As an 11 year old girl, I was terrified of looking in the mirror. I was ashamed of the reflection looking back, confused as to why I didn’t look like the models on glossy magazine covers, or social media influencers that inundated my instagram feed. My mind basked in a quagmire of insecurities, a man made prison that was impossible to escape.
The pressure of studying at a grammar school, dealing with the painful memories of past trauma, and struggling with a constant loneliness in life, lead me to develop an eating disorder that would encompass the rest of my teenage years.
7 years on, as a young woman of 18, I have reached a turning point in my recovery and the way in which I view not just my body, but the world that surrounds it.
The truth is, we only have one body, one temple to house the entirety of life’s experiences, so why destroy it in an attempt to fit societies ever-changing standards?
A huge revelation for me was learning to be thankful for all that my body does. Since I was born, it has selflessly served me, continuously pumped blood through my veins and supplied oxygen to my cells so I can breathe. My body, like yours too, has fought endless battles against any virus or sickness I may have come across so that I can live my life to the fullest every second of every day.
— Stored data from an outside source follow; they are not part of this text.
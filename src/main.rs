//! Nestly realtime client daemon.
//!
//! Loads configuration, activates a realtime session for the configured
//! user, logs incoming events, and shuts down on Ctrl+C or SIGTERM.

use tokio::sync::broadcast::error::RecvError;
use tracing_subscriber::{EnvFilter, fmt};

use nestly_core::config::AppConfig;
use nestly_core::error::AppError;
use nestly_realtime::RealtimeClient;

#[tokio::main]
async fn main() {
    let config = match load_configuration() {
        Ok(c) => c,
        Err(e) => {
            eprintln!("Failed to load configuration: {}", e);
            std::process::exit(1);
        }
    };

    init_logging(&config);

    if let Err(e) = run(config).await {
        tracing::error!("Client error: {}", e);
        std::process::exit(1);
    }
}

/// Load configuration from file and environment
fn load_configuration() -> Result<AppConfig, AppError> {
    let config_path =
        std::env::var("NESTLY_CONFIG").unwrap_or_else(|_| "config/default.toml".to_string());
    let env = std::env::var("NESTLY_ENV").unwrap_or_else(|_| "development".to_string());

    AppConfig::load(&config_path, &env)
}

/// Initialize tracing/logging
fn init_logging(config: &AppConfig) {
    let filter =
        EnvFilter::try_from_default_env().unwrap_or_else(|_| EnvFilter::new(&config.logging.level));

    match config.logging.format.as_str() {
        "json" => {
            fmt()
                .json()
                .with_env_filter(filter)
                .with_target(true)
                .with_thread_ids(true)
                .init();
        }
        _ => {
            fmt()
                .pretty()
                .with_env_filter(filter)
                .with_target(true)
                .init();
        }
    }
}

/// Run the client until a shutdown signal arrives
async fn run(config: AppConfig) -> Result<(), AppError> {
    tracing::info!("Starting Nestly realtime client v{}", env!("CARGO_PKG_VERSION"));

    let client = RealtimeClient::new(&config);
    let mut chats = client.conversations().subscribe();
    let mut notifications = client.notifications().subscribe();

    let user_id = config.client.user_id.clone().unwrap_or_default();
    let session = client.activate(&user_id)?;
    if session.is_none() {
        tracing::warn!("No client.user_id configured; realtime stays idle until shutdown");
    }

    let shutdown = shutdown_signal();
    tokio::pin!(shutdown);

    loop {
        tokio::select! {
            _ = &mut shutdown => {
                tracing::info!("Shutdown signal received");
                break;
            }
            msg = chats.recv() => match msg {
                Ok(envelope) => tracing::info!(
                    conversation_id = %envelope.conversation_id,
                    from = %envelope.from_user_id,
                    "Chat message received"
                ),
                Err(RecvError::Lagged(skipped)) => tracing::warn!(skipped, "Chat feed lagged"),
                Err(RecvError::Closed) => break,
            },
            note = notifications.recv() => match note {
                Ok(envelope) => tracing::info!(kind = %envelope.kind, "Notification received"),
                Err(RecvError::Lagged(skipped)) => tracing::warn!(skipped, "Notification feed lagged"),
                Err(RecvError::Closed) => break,
            },
        }
    }

    if let Some(session) = session {
        session.deactivate().await;
    }
    client.logout();

    tracing::info!(metrics = ?client.metrics().snapshot(), "Nestly realtime client stopped");
    Ok(())
}

/// Wait for shutdown signal (Ctrl+C or SIGTERM)
async fn shutdown_signal() {
    let ctrl_c = async {
        if let Err(e) = tokio::signal::ctrl_c().await {
            tracing::error!("Failed to listen for Ctrl+C: {}", e);
            std::future::pending::<()>().await;
        }
    };

    #[cfg(unix)]
    let terminate = async {
        match tokio::signal::unix::signal(tokio::signal::unix::SignalKind::terminate()) {
            Ok(mut signal) => {
                signal.recv().await;
            }
            Err(e) => {
                tracing::error!("Failed to install SIGTERM handler: {}", e);
                std::future::pending::<()>().await;
            }
        }
    };

    #[cfg(not(unix))]
    let terminate = std::future::pending::<()>();

    tokio::select! {
        _ = ctrl_c => {},
        _ = terminate => {},
    }
}
impl HealthMonitor {
    /// Start monitoring. The first check runs one interval from now.
    ///
    /// `initial` is the mount made at activation; it is disposed on the
    /// first forced reconnect or when the monitor stops.
    pub fn start(
        manager: Arc<ConnectionManager>,
        user_id: UserId,
        factories: Vec<Arc<dyn HandlerFactory>>,
        initial: MountedHandlers,
        config: &RealtimeConfig,
    ) -> Self {
        let schedule = CheckSchedule::from_config(config);
        let shared = Arc::new(MonitorShared {
            manager,
            user_id,
            factories,
            mounted: Mutex::new(Some(initial)),
            active: AtomicBool::new(true),
            cancel: CancellationToken::new(),
            counters: MonitorCounters::default(),
        });

        info!(
            user_id = %shared.user_id,
            interval_secs = schedule.next_delay().as_secs(),
            backoff = config.backoff.enabled,
            "Health monitor started"
        );

        let task = tokio::spawn(run(Arc::clone(&shared), schedule));
        Self {
            shared,
            task: Some(task),
        }
    }

    /// User being monitored.
    pub fn user_id(&self) -> &UserId {
        &self.shared.user_id
    }

    /// Whether [`stop`](Self::stop) has not been called yet.
    pub fn is_active(&self) -> bool {
        self.shared.is_active()
    }

    /// Counter snapshot.
    pub fn stats(&self) -> MonitorStats {
        let c = &self.shared.counters;
        MonitorStats {
            pending_timers: c.pending_timers.load(Ordering::SeqCst),
            max_pending_timers: c.max_pending_timers.load(Ordering::SeqCst),
            checks: c.checks.load(Ordering::SeqCst),
            reconnects: c.reconnects.load(Ordering::SeqCst),
            failures: c.failures.load(Ordering::SeqCst),
        }
    }

    /// Cancel the pending timer and dispose the current mount. Idempotent.
    ///
    /// Waits for a check that is already running; a mount it made is
    /// disposed. No reconnect or re-mount happens after this returns.
    pub fn stop(&self) {
        if !self.shared.active.swap(false, Ordering::SeqCst) {
            return;
        }
        self.shared.cancel.cancel();
        if let Some(mounted) = self.shared.mounted().take() {
            mounted.dispose();
        }
        info!(user_id = %self.shared.user_id, "Health monitor stopped");
    }

    /// Stop and wait for the loop task to exit.
    pub async fn shutdown(mut self) {
        self.stop();
        if let Some(task) = self.task.take() {
            let _ = task.await;
        }
    }
}

impl Drop for HealthMonitor {
    fn drop(&mut self) {
        self.stop();
    }
}
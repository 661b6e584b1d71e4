//! Table and JSON output formatting for CLI commands.

use serde::Serialize;
use tabled::{Table, Tabled};

/// Output format selection
#[derive(Debug, Clone, Copy, Default, PartialEq, Eq, clap::ValueEnum)]
pub enum OutputFormat {
    /// Human-readable table
    #[default]
    Table,
    /// JSON output
    Json,
}

/// Print a list of rows in the selected format
pub fn print_list<T: Serialize + Tabled>(items: &[T], format: OutputFormat) {
    match format {
        OutputFormat::Table => {
            if items.is_empty() {
                println!("Nothing to show.");
            } else {
                println!("{}", Table::new(items));
            }
        }
        OutputFormat::Json => {
            let json = serde_json::to_string_pretty(items).unwrap_or_else(|_| "[]".to_string());
            println!("{}", json);
        }
    }
}

/// Print a single value in the selected format
pub fn print_item<T: Serialize + std::fmt::Debug>(item: &T, format: OutputFormat) {
    match format {
        OutputFormat::Table => println!("{:#?}", item),
        OutputFormat::Json => {
            let json = serde_json::to_string_pretty(item).unwrap_or_else(|_| "{}".to_string());
            println!("{}", json);
        }
    }
}

/// Print one streamed row: a single line in either format
pub fn print_row<T: Serialize + Tabled>(row: &T, format: OutputFormat) {
    match format {
        OutputFormat::Table => {
            let fields: Vec<String> = row.fields().into_iter().map(|f| f.into_owned()).collect();
            println!("{}", fields.join("  "));
        }
        OutputFormat::Json => {
            let json = serde_json::to_string(row).unwrap_or_else(|_| "{}".to_string());
            println!("{}", json);
        }
    }
}

/// Print a success message
pub fn print_success(msg: &str) {
    println!("✓ {}", msg);
}

/// Print a warning message
pub fn print_warning(msg: &str) {
    println!("⚠ {}", msg);
}

/// Print an error message
pub fn print_error(msg: &str) {
    eprintln!("✗ {}", msg);
}

/// Print a key-value pair
pub fn print_kv(key: &str, value: &str) {
    println!("  {:<24} {}", format!("{}:", key), value);
}
//! Client identity and event sink configuration.

use serde::{Deserialize, Serialize};

use crate::error::AppError;

/// Identity of the user the client runs for.
#[derive(Debug, Clone, Default, Serialize, Deserialize)]
pub struct ClientConfig {
    /// Authenticated user identifier. When absent the client stays idle.
    #[serde(default)]
    pub user_id: Option<String>,
}

/// In-memory event sink settings.
#[derive(Debug, Clone, Serialize, Deserialize)]
pub struct SinkConfig {
    /// Maximum notifications retained by the feed; oldest are dropped.
    #[serde(default = "default_max_notifications")]
    pub max_notifications: usize,
    /// Maximum messages retained per conversation; oldest are dropped.
    #[serde(default = "default_max_messages_per_conversation")]
    pub max_messages_per_conversation: usize,
    /// Capacity of the broadcast channel each sink publishes to.
    #[serde(default = "default_feed_capacity")]
    pub feed_capacity: usize,
}

impl Default for SinkConfig {
    fn default() -> Self {
        Self {
            max_notifications: default_max_notifications(),
            max_messages_per_conversation: default_max_messages_per_conversation(),
            feed_capacity: default_feed_capacity(),
        }
    }
}

impl SinkConfig {
    /// Validate the sinks section.
    pub fn validate(&self) -> Result<(), AppError> {
        if self.max_notifications == 0
            || self.max_messages_per_conversation == 0
            || self.feed_capacity == 0
        {
            return Err(AppError::configuration(
                "sinks.max_notifications, sinks.max_messages_per_conversation and sinks.feed_capacity must be positive",
            ));
        }
        Ok(())
    }
}

fn default_max_notifications() -> usize {
    200
}

fn default_max_messages_per_conversation() -> usize {
    500
}

fn default_feed_capacity() -> usize {
    256
}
No matter the weather, time or place, it has been relentlessly serving me for 18 years, and instead of reciprocating those efforts with love, I had despised it. Instead of showing gratitude I had reproached it day after day for things which it was not even responsible for. Instead of recognising, and appreciating my body for the beautiful home it gave me, I had continuously denounced it as an insignificant object.
It wasn’t my body that had let me down at all really, I was the one who had failed my body.
It was this epiphany that has guided me to begin to respect my body for all that it is and all that it has done for me and I hope that it will forgive me for depriving it of love, and continue to support me for the future years to come.
Instead of looking in the mirror and seeing an imperfect figure looking back, it’s time for us to see a powerful force to be reckoned with, for we are all an individual work of art. We are all covered with unique patterns and colours, freckles that cover our faces like constellations, or scars that trace down our skin like waterfalls.
The mirror does no longer need to be our nemesis, it is simply glass, and we are so much more than just a body reflecting back.